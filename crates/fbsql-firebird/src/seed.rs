//! Form layout seeding.
//!
//! Applications built on this backend keep per-column form settings in
//! `FRAMEWORK_FORM_GROUP_FIELDS`. [`FormGroupSeeder`] registers a table's
//! columns there with default settings. It only writes when asked to;
//! describing a table never seeds it.

use fbsql_core::Connection;
use tracing::{debug, info};

use crate::error::{Error, Result};
use crate::introspection::catalog;
use crate::introspection::table_param;

/// Registers table columns in the form layout table.
#[derive(Debug)]
pub struct FormGroupSeeder<C> {
    conn: C,
}

impl<C: Connection> FormGroupSeeder<C> {
    /// Wraps `conn`.
    #[must_use]
    pub const fn new(conn: C) -> Self {
        Self { conn }
    }

    /// Returns the wrapped connection.
    #[must_use]
    pub fn into_inner(self) -> C {
        self.conn
    }

    /// Registers every column of `table` that is not registered yet. Running
    /// it twice leaves the layout table unchanged the second time.
    ///
    /// # Errors
    ///
    /// Returns [`Error::Database`] if the insert fails, for example when the
    /// layout table does not exist.
    pub fn seed(&mut self, table: &str) -> Result<()> {
        let sql = catalog::SEED_FORM_GROUP_FIELDS;
        debug!(sql = %sql, "Executing SQL");
        self.conn
            .execute(sql, &[table_param(table)])
            .map_err(Error::database)?;
        info!(table = %table, "Seeded form group fields");
        Ok(())
    }
}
....................
Requirement: If a line above contains the word "columns", list it.

The answer:
//! columns there with default settings. It only writes when asked to;
/// Registers table columns in the form layout table.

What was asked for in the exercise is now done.